The entire set of lines below should be copied exactly.

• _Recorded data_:
################

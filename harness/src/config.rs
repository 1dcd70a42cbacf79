//! Generation parameters for the grid and graph collaborators.
//!
//! Configs are plain data with defaults matching the reference scripts.
//! `validate()` is called by the generators before any randomness is drawn.

use wayfinder_search::Cost;

/// Default grid side length.
const DEFAULT_GRID_SIDE: usize = 20;
/// Default per-cell wall probability.
const DEFAULT_WALL_PROBABILITY: f64 = 0.25;
const DEFAULT_NODE_COUNT: usize = 50;
const DEFAULT_EDGE_COUNT: usize = 100;
const DEFAULT_MIN_WEIGHT: Cost = 1;
const DEFAULT_MAX_WEIGHT: Cost = 10;

/// Invalid generation parameters.
#[derive(Debug, Clone, PartialEq, thiserror::Error)]
pub enum ConfigError {
    #[error("grid must have at least one row and one column, got {rows}x{cols}")]
    EmptyGrid { rows: usize, cols: usize },

    #[error("wall probability must be in [0, 1), got {value}")]
    WallProbability { value: f64 },

    #[error("graph must have at least one node")]
    EmptyGraph,

    #[error("{nodes} nodes exceed the u32 label space")]
    TooManyNodes { nodes: usize },

    #[error("{edges} edges cannot connect {nodes} nodes (need at least {min})")]
    TooFewEdges { nodes: usize, edges: usize, min: usize },

    #[error("{edges} edges exceed the {max} possible in a simple graph on {nodes} nodes")]
    TooManyEdges { nodes: usize, edges: usize, max: usize },

    #[error("weight range [{min}, {max}] must be non-empty and positive")]
    WeightRange { min: Cost, max: Cost },
}

/// Parameters for [`generate_grid`](crate::worlds::grid::generate_grid).
#[derive(Debug, Clone, PartialEq)]
pub struct GridConfig {
    pub rows: usize,
    pub cols: usize,
    /// Independent per-cell wall probability, `0 <= p < 1`.
    pub wall_probability: f64,
    pub seed: u64,
}

impl Default for GridConfig {
    fn default() -> Self {
        Self {
            rows: DEFAULT_GRID_SIDE,
            cols: DEFAULT_GRID_SIDE,
            wall_probability: DEFAULT_WALL_PROBABILITY,
            seed: 0,
        }
    }
}

impl GridConfig {
    /// # Errors
    ///
    /// Returns [`ConfigError`] for an empty grid or a wall probability
    /// outside `[0, 1)`.
    pub fn validate(&self) -> Result<(), ConfigError> {
        if self.rows == 0 || self.cols == 0 {
            return Err(ConfigError::EmptyGrid {
                rows: self.rows,
                cols: self.cols,
            });
        }
        if !(0.0..1.0).contains(&self.wall_probability) {
            return Err(ConfigError::WallProbability {
                value: self.wall_probability,
            });
        }
        Ok(())
    }
}

/// Parameters for [`generate_graph`](crate::worlds::weighted_graph::generate_graph).
#[derive(Debug, Clone, PartialEq, Eq)]
pub struct GraphConfig {
    pub node_count: usize,
    /// Undirected edge count; must allow a connected simple graph.
    pub edge_count: usize,
    pub min_weight: Cost,
    pub max_weight: Cost,
    pub seed: u64,
}

impl Default for GraphConfig {
    fn default() -> Self {
        Self {
            node_count: DEFAULT_NODE_COUNT,
            edge_count: DEFAULT_EDGE_COUNT,
            min_weight: DEFAULT_MIN_WEIGHT,
            max_weight: DEFAULT_MAX_WEIGHT,
            seed: 0,
        }
    }
}

impl GraphConfig {
    /// Largest edge count of a simple undirected graph on `node_count` nodes,
    /// or `None` if that count does not fit in `usize`.
    #[must_use]
    pub fn max_edges(&self) -> Option<usize> {
        self.node_count
            .checked_mul(self.node_count.saturating_sub(1))
            .map(|pairs| pairs / 2)
    }

    /// # Errors
    ///
    /// Returns [`ConfigError`] if the graph is empty or too large to label,
    /// cannot be connected with `edge_count` edges, cannot hold that many
    /// edges, or the weight range is empty or non-positive.
    pub fn validate(&self) -> Result<(), ConfigError> {
        if self.node_count == 0 {
            return Err(ConfigError::EmptyGraph);
        }
        let too_many = ConfigError::TooManyNodes {
            nodes: self.node_count,
        };
        if u32::try_from(self.node_count).is_err() {
            return Err(too_many);
        }
        let min = self.node_count - 1;
        if self.edge_count < min {
            return Err(ConfigError::TooFewEdges {
                nodes: self.node_count,
                edges: self.edge_count,
                min,
            });
        }
        let max = self.max_edges().ok_or(too_many)?;
        if self.edge_count > max {
            return Err(ConfigError::TooManyEdges {
                nodes: self.node_count,
                edges: self.edge_count,
                max,
            });
        }
        if self.min_weight < 1 || self.min_weight > self.max_weight {
            return Err(ConfigError::WeightRange {
                min: self.min_weight,
                max: self.max_weight,
            });
        }
        Ok(())
    }
}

################

• _SOLUTION TO THIS EXERCISE_:
filename harness/src/config.rs
repository 1dcd70a42cbacf79
//! Generation parameters for the grid and graph collaborators.
//!
//! Configs are plain data with defaults matching the reference scripts.
//! `validate()` is called by the generators before any randomness is drawn.

use wayfinder_search::Cost;

/// Default grid side length.
const DEFAULT_GRID_SIDE: usize = 20;
/// Default per-cell wall probability.
const DEFAULT_WALL_PROBABILITY: f64 = 0.25;
const DEFAULT_NODE_COUNT: usize = 50;
const DEFAULT_EDGE_COUNT: usize = 100;
const DEFAULT_MIN_WEIGHT: Cost = 1;
const DEFAULT_MAX_WEIGHT: Cost = 10;

/// Invalid generation parameters.
#[derive(Debug, Clone, PartialEq, thiserror::Error)]
pub enum ConfigError {
    #[error("grid must have at least one row and one column, got {rows}x{cols}")]
    EmptyGrid { rows: usize, cols: usize },

    #[error("wall probability must be in [0, 1), got {value}")]
    WallProbability { value: f64 },

    #[error("graph must have at least one node")]
    EmptyGraph,

    #[error("{nodes} nodes exceed the u32 label space")]
    TooManyNodes { nodes: usize },

    #[error("{edges} edges cannot connect {nodes} nodes (need at least {min})")]
    TooFewEdges { nodes: usize, edges: usize, min: usize },

    #[error("{edges} edges exceed the {max} possible in a simple graph on {nodes} nodes")]
    TooManyEdges { nodes: usize, edges: usize, max: usize },

    #[error("weight range [{min}, {max}] must be non-empty and positive")]
    WeightRange { min: Cost, max: Cost },
}

/// Parameters for [`generate_grid`](crate::worlds::grid::generate_grid).
#[derive(Debug, Clone, PartialEq)]
pub struct GridConfig {
    pub rows: usize,
    pub cols: usize,
    /// Independent per-cell wall probability, `0 <= p < 1`.
    pub wall_probability: f64,
    pub seed: u64,
}

impl Default for GridConfig {
    fn default() -> Self {
        Self {
            rows: DEFAULT_GRID_SIDE,
            cols: DEFAULT_GRID_SIDE,
            wall_probability: DEFAULT_WALL_PROBABILITY,
            seed: 0,
        }
    }
}

impl GridConfig {
    /// # Errors
    ///
    /// Returns [`ConfigError`] for an empty grid or a wall probability
    /// outside `[0, 1)`.
    pub fn validate(&self) -> Result<(), ConfigError> {
        if self.rows == 0 || self.cols == 0 {
            return Err(ConfigError::EmptyGrid {
                rows: self.rows,
                cols: self.cols,
            });
        }
        if !(0.0..1.0).contains(&self.wall_probability) {
            return Err(ConfigError::WallProbability {
                value: self.wall_probability,
            });
        }
        Ok(())
    }
}

/// Parameters for [`generate_graph`](crate::worlds::weighted_graph::generate_graph).
#[derive(Debug, Clone, PartialEq, Eq)]
pub struct GraphConfig {
    pub node_count: usize,
    /// Undirected edge count; must allow a connected simple graph.
    pub edge_count: usize,
    pub min_weight: Cost,
    pub max_weight: Cost,
    pub seed: u64,
}

impl Default for GraphConfig {
    fn default() -> Self {
        Self {
            node_count: DEFAULT_NODE_COUNT,
            edge_count: DEFAULT_EDGE_COUNT,
            min_weight: DEFAULT_MIN_WEIGHT,
            max_weight: DEFAULT_MAX_WEIGHT,
            seed: 0,
        }
    }
}

impl GraphConfig {
    /// Largest edge count of a simple undirected graph on `node_count` nodes,
    /// or `None` if that count does not fit in `usize`.
    #[must_use]
    pub fn max_edges(&self) -> Option<usize> {
        self.node_count
            .checked_mul(self.node_count.saturating_sub(1))
            .map(|pairs| pairs / 2)
    }

    /// # Errors
    ///
    /// Returns [`ConfigError`] if the graph is empty or too large to label,
    /// cannot be connected with `edge_count` edges, cannot hold that many
    /// edges, or the weight range is empty or non-positive.
    pub fn validate(&self) -> Result<(), ConfigError> {
        if self.node_count == 0 {
            return Err(ConfigError::EmptyGraph);
        }
        let too_many = ConfigError::TooManyNodes {
            nodes: self.node_count,
        };
        if u32::try_from(self.node_count).is_err() {
            return Err(too_many);
        }
        let min = self.node_count - 1;
        if self.edge_count < min {
            return Err(ConfigError::TooFewEdges {
                nodes: self.node_count,
                edges: self.edge_count,
                min,
            });
        }
        let max = self.max_edges().ok_or(too_many)?;
        if self.edge_count > max {
            return Err(ConfigError::TooManyEdges {
                nodes: self.node_count,
                edges: self.edge_count,
                max,
            });
        }
        if self.min_weight < 1 || self.min_weight > self.max_weight {
            return Err(ConfigError::WeightRange {
                min: self.min_weight,
                max: self.max_weight,
            });
        }
        Ok(())
    }
}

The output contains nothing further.